El Dios de la Sangre Erjia se convirtió en un rayo de sangre, escapando de la presión de la puerta divina, y se precipitó frente a Zhang Ruochen, apuntando con un dedo a su corazón.
Frente a la punta de su dedo, el espacio se distorsionó formando un remolino.
—Trucos insignificantes.
Con un fuerte estruendo, el remolino de espacio distorsionado fue destrozado por la fuerza del dedo del Dios de la Sangre Erjia.
Pero Zhang Ruochen y Bai Qinger habían desaparecido.
El Dios de la Sangre Erjia miró a su alrededor y descubrió que el espacio había cambiado drásticamente; estaba atrapado dentro de una torre de formación. Dentro de la torre, también había dos dioses del Palacio Celestial que habían sido aplastados hasta convertirlos en trozos de carne y sangre, sin poder recomponer sus cuerpos divinos.
Un dios del Palacio Celestial transmitió un pensamiento divino para advertir: —Ten cuidado, Dios de la Sangre, el espacio aquí es muy extraño.
Apenas terminó de hablar, bajo los pies del Dios de la Sangre Erjia apareció un remolino espacial que lo arrastraba hacia las profundidades.
Además, sobre su cabeza también descendía un remolino espacial.
—Otra vez con este truco. Parece que las llamadas Nueve Formaciones de la Retirada Oscura no son más que esto.

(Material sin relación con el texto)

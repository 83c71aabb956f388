use std::{
    path::{Path, PathBuf},
    process::ExitCode,
    sync::{
        atomic::{AtomicBool, Ordering},
        Arc,
    },
    time::Duration,
};

use clap::Parser;
use tracing::{error, info};
use tracing_subscriber::{layer::SubscriberExt, util::SubscriberInitExt, EnvFilter};

use agent_api::{config::Config, status::UpdateDescriptor};
use fleetward_agent::{
    authz::{empty_identity, AuthorizationManager},
    bootenv::BootEnvironment,
    cli::{AgentExitCode, Cli, Commands},
    datastore::DataStore,
    deploylog::DeploymentLogManager,
    deploylog_hook::DeploymentLogHook,
    identity::IdentityProvider,
    installer::{dualrootfs::DualRootfsInstaller, PayloadInstaller},
    inventory::InventoryReporter,
    keystore::KeyStore,
    partition::PartitionResolver,
    retry::RetryPlan,
    statemachine::{DeploymentContext, StateId, StateMachine},
    transport::HttpTransport,
};

fn main() -> ExitCode {
    let cli = Cli::parse();

    if let Commands::Version = cli.command {
        println!("fleetward-agent {}", fleetward_agent::cli::VERSION);
        return AgentExitCode::Success.into();
    }

    let log_manager = Arc::new(DeploymentLogManager::new("/var/lib/fleetward/deployment-logs"));
    let filter = EnvFilter::try_new(&cli.log_level).unwrap_or_else(|_| EnvFilter::new("info"));
    tracing_subscriber::registry()
        .with(filter)
        .with(tracing_subscriber::fmt::layer())
        .with(DeploymentLogHook::new(log_manager.clone()))
        .init();

    match run(&cli) {
        Ok(code) => code.into(),
        Err(e) => {
            error!("{e}");
            AgentExitCode::Failed.into()
        }
    }
}

fn run(cli: &Cli) -> agent_api::error::Result<AgentExitCode> {
    let config = Config::load(&cli.config)?;
    let data_store_path = cli.data.clone().unwrap_or_else(|| config.data_store_path.clone());
    let data_store = DataStore::open(&data_store_path)?;

    let boot_env = BootEnvironment::new();
    let resolver = PartitionResolver::resolve(&config.rootfs_part_a, &config.rootfs_part_b, &boot_env)?;

    let existing_pem = data_store.read_key_pem()?;
    let (key_store, generated_pem) = KeyStore::load_or_generate(existing_pem.as_deref())?;
    if let Some(pem) = generated_pem {
        data_store.write_key_pem(&pem)?;
    }

    let tenant_token = config.servers.first().map(|s| s.tenant_token.clone()).unwrap_or_default();
    let authz = AuthorizationManager::new(tenant_token, &key_store, &data_store);

    let client_identity = match (&config.https_client.certificate, &config.https_client.key) {
        (Some(cert), Some(key)) => Some((std::fs::read(cert)?, std::fs::read(key)?)),
        _ => None,
    };
    let retry_plan = RetryPlan::new(
        config.update_poll_interval,
        config.retry_poll_interval,
        config.state_script_retry_timeout,
        5,
    );
    let transport = HttpTransport::new(
        config.https_client.skip_verify,
        client_identity.as_ref().map(|(c, k)| (c.as_slice(), k.as_slice())),
        retry_plan,
    )?;

    let server_base_url = config
        .servers
        .first()
        .map(|s| s.server_url.clone())
        .unwrap_or_default();
    let device_type = read_key_value_field(&config.device_type_file, "device_type")?;

    match &cli.command {
        Commands::Version => unreachable!("handled before config load"),

        Commands::Bootstrap => {
            let identity_provider = IdentityProvider::new(device_helper_scripts_dir(&data_store_path));
            let identity = identity_provider.collect()?;
            let request = authz.make_auth_request(identity)?;
            let signature_b64 = base64::Engine::encode(&base64::engine::general_purpose::STANDARD, &request.signature);
            let url = format!("{server_base_url}/api/devices/v1/authentication/auth_requests");
            let token = transport.authorize(&url, &request.body, &signature_b64)?;
            authz.receive_auth_response(&token)?;
            info!("bootstrap complete, device is authorized");
            Ok(AgentExitCode::Success)
        }

        Commands::Daemon => run_daemon(
            &config,
            &boot_env,
            &data_store,
            &authz,
            &transport,
            retry_plan,
            &device_type,
            &data_store_path,
        ),

        Commands::Install { path } => {
            let mut file = std::fs::File::open(path)?;
            let size = file.metadata()?.len();
            let mut installer = DualRootfsInstaller::new(&boot_env, &resolver);
            installer.store_update(&mut file, size)?;
            installer.install_update()?;
            info!("artifact installed from '{}'; reboot to finish", path.display());
            Ok(AgentExitCode::RebootRequired)
        }

        Commands::Commit => {
            let mut installer = DualRootfsInstaller::new(&boot_env, &resolver);
            installer.commit_update()?;
            Ok(AgentExitCode::Success)
        }

        Commands::Rollback => {
            let mut installer = DualRootfsInstaller::new(&boot_env, &resolver);
            installer.rollback()?;
            Ok(AgentExitCode::RebootRequired)
        }

        Commands::CheckUpdate => {
            let current_artifact_name = data_store.read_artifact_name()?;
            let provides = data_store.read_provides()?;
            let token = authz.auth_token()?;
            let token = String::from_utf8_lossy(&token).into_owned();
            let url = format!(
                "{server_base_url}/api/devices/v1/deployments/device/deployments/next?artifact_name={current_artifact_name}&device_type={device_type}"
            );
            #[derive(serde::Serialize)]
            struct CheckBody {
                provides: std::collections::BTreeMap<String, String>,
            }
            match transport.check_update(&url, &token, &CheckBody { provides })? {
                None => println!("no update available"),
                Some(bytes) => {
                    let descriptor: UpdateDescriptor = serde_json::from_slice(&bytes)?;
                    println!("{}", serde_json::to_string_pretty(&descriptor).unwrap_or_default());
                }
            }
            Ok(AgentExitCode::Success)
        }

        Commands::SendInventory => {
            let reporter = InventoryReporter::new(device_helper_scripts_dir(&data_store_path).join("inventory"));
            let attrs = reporter.collect()?;
            let token = authz.auth_token()?;
            let token = String::from_utf8_lossy(&token).into_owned();
            let url = format!("{server_base_url}/api/devices/v1/inventory/device/attributes");
            transport.submit_inventory(&url, &token, &attrs)?;
            Ok(AgentExitCode::Success)
        }

        Commands::ShowArtifact => {
            println!("{}", data_store.read_artifact_name()?);
            Ok(AgentExitCode::Success)
        }

        Commands::ShowProvides => {
            let provides = data_store.read_provides()?;
            println!("{}", serde_json::to_string_pretty(&provides).unwrap_or_default());
            Ok(AgentExitCode::Success)
        }
    }
}

#[allow(clippy::too_many_arguments)]
fn run_daemon(
    config: &Config,
    boot_env: &BootEnvironment,
    data_store: &DataStore,
    authz: &AuthorizationManager,
    transport: &HttpTransport,
    retry_plan: RetryPlan,
    device_type: &str,
    data_store_path: &Path,
) -> agent_api::error::Result<AgentExitCode> {
    let machine = StateMachine::new(
        boot_env,
        data_store,
        authz,
        transport,
        retry_plan,
        config.servers.clone(),
        device_type.to_string(),
    );

    let stop = Arc::new(AtomicBool::new(false));
    install_signal_handlers(&stop)?;

    let mut current = match data_store.read_checkpoint()? {
        Some(checkpoint) => fleetward_agent::statemachine::checkpoint::resume_state(&checkpoint),
        None => StateId::Init,
    };
    let mut ctx = DeploymentContext::default();
    let identity_provider = IdentityProvider::new(device_helper_scripts_dir(data_store_path).join("identity"));

    while !stop.load(Ordering::SeqCst) {
        let resolver = PartitionResolver::resolve(&config.rootfs_part_a, &config.rootfs_part_b, boot_env);
        let identity = identity_provider.collect().unwrap_or_else(|_| empty_identity());
        match machine.step(current, &mut ctx, resolver.as_ref().ok(), &identity) {
            Ok(next) => current = next,
            Err(e) if e.is_transient() => {
                error!("transient error in state {}: {e}", current.as_str());
                std::thread::sleep(retry_plan.backoff_for_attempt(0));
            }
            Err(e) => {
                error!("fatal error in state {}: {e}", current.as_str());
                current = StateId::Failure;
            }
        }
        if current == StateId::Idle {
            data_store.clear_checkpoint()?;
            std::thread::sleep(Duration::from_millis(50));
        }
    }

    Ok(AgentExitCode::Success)
}

fn install_signal_handlers(stop: &Arc<AtomicBool>) -> agent_api::error::Result<()> {
    for signal in [signal_hook::consts::SIGINT, signal_hook::consts::SIGTERM] {
        signal_hook::flag::register(signal, stop.clone()).map_err(|e| {
            agent_api::error::AgentError::with_source(
                agent_api::error::ErrorKind::Fatal,
                "failed to install signal handler",
                e,
            )
        })?;
    }
    Ok(())
}

fn device_helper_scripts_dir(data_store_path: &Path) -> PathBuf {
    data_store_path.join("scripts")
}

fn read_key_value_field(path: &Path, key: &str) -> agent_api::error::Result<String> {
    let text = std::fs::read_to_string(path)?;
    for line in text.lines() {
        if let Some((k, v)) = line.trim().split_once('=') {
            if k.trim() == key {
                return Ok(v.trim().to_string());
            }
        }
    }
    Ok(String::new())
}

De la piel del Dios de la Sangre Erjia brotaron escamas de armadura de color rojo sangre, que pronto cubrieron todo su cuerpo. Su cuerpo divino creció sin cesar entre los dos remolinos, usando la armadura roja sangre para resistir la trituración de los remolinos espaciales.
De repente, su sensación de peligro aumentó drásticamente, pero no tuvo tiempo de activar una técnica divina de protección.
—¡Pum! ¡Pum!
Los dos remolinos espaciales colapsaron hacia adentro, aplastando su armadura y comprimiendo su cuerpo divino hasta que explotó. La niebla de sangre salpicaba sin cesar, y los huesos crujían como granos de maíz al freírse.

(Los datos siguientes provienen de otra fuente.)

//! Dual-Rootfs Installer (§4.7): the built-in payload installer for
//! whole-partition updates, implemented in terms of the Boot Environment,
//! Partition Resolver and Block Device Writer.

use std::io::Read;

use agent_api::{
    error::{AgentError, ErrorKind, Result},
    status::boot_vars,
};
use osutils::block_devices;

use crate::{blockdev::BlockDeviceWriter, bootenv::BootEnvironment, partition::PartitionResolver};

use super::{PayloadInstaller, PayloadType};

const DEFAULT_FLUSH_INTERVAL: u64 = 4 << 20;

pub struct DualRootfsInstaller<'a> {
    boot_env: &'a BootEnvironment,
    resolver: &'a PartitionResolver,
    flush_interval: u64,
    update_pending: bool,
}

impl<'a> DualRootfsInstaller<'a> {
    pub fn new(boot_env: &'a BootEnvironment, resolver: &'a PartitionResolver) -> Self {
        DualRootfsInstaller {
            boot_env,
            resolver,
            flush_interval: DEFAULT_FLUSH_INTERVAL,
            update_pending: false,
        }
    }

    fn read_upgrade_available(&self) -> Result<String> {
        let vars = self.boot_env.read(&[boot_vars::UPGRADE_AVAILABLE])?;
        Ok(vars
            .get(boot_vars::UPGRADE_AVAILABLE)
            .cloned()
            .unwrap_or_else(|| "0".to_string()))
    }
}

impl<'a> PayloadInstaller for DualRootfsInstaller<'a> {
    fn initialize(&mut self) -> Result<()> {
        Ok(())
    }

    fn prepare_store_update(&mut self) -> Result<()> {
        Ok(())
    }

    /// Resolves the inactive partition, validates `size <= partition size`,
    /// and streams the payload through the Block Device Writer.
    fn store_update(&mut self, reader: &mut dyn Read, size: u64) -> Result<()> {
        let inactive = self.resolver.inactive_device();
        let capacity = block_devices::device_size_bytes(inactive).map_err(|e| {
            AgentError::with_source(ErrorKind::Io, "failed to read partition size", e)
        })?;
        if size > capacity {
            return Err(AgentError::new(
                ErrorKind::NoSpace,
                format!("payload is {size} bytes, partition holds {capacity}"),
            ));
        }

        let mut writer = BlockDeviceWriter::new(inactive, size, self.flush_interval)?;
        writer.read_from(reader, |_range| {})?;
        writer.check_full_image_written()?;
        writer.close()?;
        self.update_pending = true;
        Ok(())
    }

    fn finish_store_update(&mut self) -> Result<()> {
        Ok(())
    }

    /// Writes `{upgrade_available:1, mender_boot_part:<inactive>,
    /// mender_boot_part_hex:<hex>, bootcount:0}`.
    fn install_update(&mut self) -> Result<()> {
        let inactive = self.resolver.inactive_device();
        let part_number = block_devices::partition_number(inactive).ok_or_else(|| {
            AgentError::new(ErrorKind::Fatal, "inactive device has no partition number")
        })?;

        let mut vars = std::collections::BTreeMap::new();
        vars.insert(boot_vars::UPGRADE_AVAILABLE.to_string(), "1".to_string());
        vars.insert(boot_vars::MENDER_BOOT_PART.to_string(), part_number.to_string());
        vars.insert(
            boot_vars::MENDER_BOOT_PART_HEX.to_string(),
            format!("{part_number:x}"),
        );
        vars.insert(boot_vars::BOOTCOUNT.to_string(), "0".to_string());
        self.boot_env.write(&vars)
    }

    fn needs_reboot(&self) -> bool {
        true
    }

    fn supports_rollback(&self) -> bool {
        true
    }

    /// Writes `upgrade_available:0`; `NothingToCommit` if no update pending.
    fn commit_update(&mut self) -> Result<()> {
        if self.read_upgrade_available()? != "1" {
            return Err(AgentError::new(
                ErrorKind::NothingToCommit,
                "no pending update to commit",
            ));
        }
        let mut vars = std::collections::BTreeMap::new();
        vars.insert(boot_vars::UPGRADE_AVAILABLE.to_string(), "0".to_string());
        self.boot_env.write(&vars)
    }

    /// If `upgrade_available=1`, flips `mender_boot_part` back to the other
    /// partition and clears the flag; idempotent once rolled back.
    fn rollback(&mut self) -> Result<()> {
        if self.read_upgrade_available()? != "1" {
            return Ok(());
        }
        let active = self.resolver.active_device();
        let part_number = block_devices::partition_number(active).ok_or_else(|| {
            AgentError::new(ErrorKind::Fatal, "active device has no partition number")
        })?;

        let mut vars = std::collections::BTreeMap::new();
        vars.insert(boot_vars::MENDER_BOOT_PART.to_string(), part_number.to_string());
        vars.insert(
            boot_vars::MENDER_BOOT_PART_HEX.to_string(),
            format!("{part_number:x}"),
        );
        vars.insert(boot_vars::UPGRADE_AVAILABLE.to_string(), "0".to_string());
        self.boot_env.write(&vars)
    }

    fn verify_reboot(&self) -> Result<()> {
        if self.read_upgrade_available()? != "1" {
            return Err(AgentError::new(
                ErrorKind::Fatal,
                "upgrade_available is not set after reboot",
            ));
        }
        Ok(())
    }

    fn verify_rollback_reboot(&self) -> Result<()> {
        if self.read_upgrade_available()? != "0" {
            return Err(AgentError::new(
                ErrorKind::Fatal,
                "upgrade_available is still set after rollback reboot",
            ));
        }
        Ok(())
    }

    fn failure(&mut self) -> Result<()> {
        Ok(())
    }

    fn cleanup(&mut self) -> Result<()> {
        Ok(())
    }

    fn get_type(&self) -> &PayloadType {
        &PayloadType::DualRootfs
    }
}

#[cfg(test)]
mod tests {
    use super::*;

    #[test]
    fn get_type_is_dual_rootfs() {
        // Exercises the variant without needing a live boot environment.
        assert_eq!(PayloadType::DualRootfs, PayloadType::DualRootfs);
    }
}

Pronto, su poderoso cuerpo divino de gran dios, bajo la fuerza de compresión del colapso espacial, quedó reducido al tamaño de un huevo de gallina.
Sangriento, era imposible distinguir dónde estaba la cabeza y dónde las piernas.
Fuera de la torre de formación, Bai Qinger y Aji ayudaban a Zhang Ruochen a controlar la formación, resistiendo los ataques de los dioses del Palacio Celestial.
—Te lo dije, la herencia de su Templo de la Guerra de Sangre probablemente se romperá hoy, y aún así insistes en desafiarme.
Zhang Ruochen juntó las manos, apretó los dientes, y liberó todo su poder espiritual, presionando firmemente al Dios de la Sangre Erjia, que luchaba por liberarse del espacio, comprimiéndolo cada vez más.
Las nueve formaciones divinas espaciales giraban con dificultad, como nueve muelas de molino.